But I do feel like The Boy’s current mediocrity is my fault. Firstly, I don’t think I’m pushy enough. I don’t want to be a competitive parent, filling every moment of his free time with work, but perhaps I should be making him put in some extra effort at home, whether that’s by learning a few spellings, practising his handwriting, or doing some numeracy exercises. Perhaps I should be one of the parents whose children come into school on a Monday morning having done extra homework.
I also wonder whether I’m too hands-off where school is concerned. The Boy’s teacher always has a long line of parents waiting to talk to her after school, whereas I’ve always intentionally kept a distance, trusting her to get on with her job and assuming that she would tell me if there were any concerns. But earlier this week, I had a conversation with someone who was saying that you have to make your presence felt if you want your child to succeed at a state primary school. Her theory is that teachers invest more effort in the children whose parents shout the loudest, just to get them off their backs. Perhaps she’s right. Perhaps I’m doing The Boy a huge disservice by standing back. The title of this post refers to me, not The Boy.

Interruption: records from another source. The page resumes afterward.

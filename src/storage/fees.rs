//! Rolling fee buckets
//!
//! Net fees are accumulated per UTC day under `fees/day/{yyyymmdd}`. The
//! controller reads trailing windows of the ZNHB column.

use serde::{Deserialize, Serialize};

use super::{keys, KvStore, LoyaltyState, StorageError};
use crate::config::serde_amount;
use crate::constants::SECONDS_PER_DAY;
use crate::types::{day_id, day_number, Amount};

/// Net fees collected on one UTC day
#[derive(Debug, Clone, Copy, Default, PartialEq, Eq, Serialize, Deserialize)]
pub struct FeeBucket {
    #[serde(with = "serde_amount")]
    pub nhb: Amount,
    #[serde(with = "serde_amount")]
    pub znhb: Amount,
}

impl<S: KvStore> LoyaltyState<S> {
    /// Fees recorded for the UTC day containing `timestamp`
    pub fn fee_bucket(&self, timestamp: u64) -> Result<FeeBucket, StorageError> {
        Ok(self.read(&keys::fees_day(&day_id(timestamp)))?.unwrap_or_default())
    }

    /// Add net fees to the bucket of the UTC day containing `timestamp`
    pub fn record_fees(
        &mut self,
        timestamp: u64,
        nhb: Amount,
        znhb: Amount,
    ) -> Result<(), StorageError> {
        let mut bucket = self.fee_bucket(timestamp)?;
        bucket.nhb = bucket.nhb.saturating_add(nhb);
        bucket.znhb = bucket.znhb.saturating_add(znhb);
        self.write(&keys::fees_day(&day_id(timestamp)), &bucket)
    }

    /// ZNHB fees over the `days` UTC days ending with the day of `now`
    pub fn fees_window_znhb(&self, now: u64, days: u32) -> Result<Amount, StorageError> {
        let today = day_number(now);
        let mut total: Amount = 0;
        for offset in 0..days as u64 {
            let Some(day) = today.checked_sub(offset) else {
                break;
            };
            let bucket = self.fee_bucket(day * SECONDS_PER_DAY)?;
            total = total.saturating_add(bucket.znhb);
        }
        Ok(total)
    }
}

DH and I fundamentally disagree on how to handle this. He concedes that The Boy doesn’t seem as smart or motivated as we hoped he’d be, but says that at six, it doesn’t matter; that it might take him until he’s 20 to find his stride, but that it’s not a problem (it wasn’t for him, after all). But I keep pointing out that it’s different for The Boy than it was for us. When we were kids, there were two comprehensive schools in our town, both of which were much of a muchness, and neither of which had entry criteria. Here, though, our two nearest secondary schools are polarised; one is an extremely well-regarded super-selective, while the other is a pretty average comp that until recently, has had a dodgy reputation. Okay, so The Boy is still five years away from the Eleven Plus, and I am absolutely *not* considering tutoring at this age, but I do feel he’s not too young to be developing a work ethic.
So what do we do? I don’t know. I am adamant that I will not ruin his childhood by hothousing him, but equally, as a parent, I have to take some responsibility for his learning. I would be letting him down enormously if I didn’t encourage him in the right direction. But it’s hard – especially when I have such an unwilling learner on my hands, and not a whole lot of patience.
Next half-term, The Boy will get his first formal school report, and then I will find out if my concerns are valid, or if he has – as predicted at the start of the year – achieved higher than average levels. My suspicion is that he’ll be above average, but won’t have done as well as he could have (just like his father). Then I suppose we can make an informed decision about how much we push him at home.
For now, though, nothing would make me happier than him coming home with a certificate in his book bag. Just once…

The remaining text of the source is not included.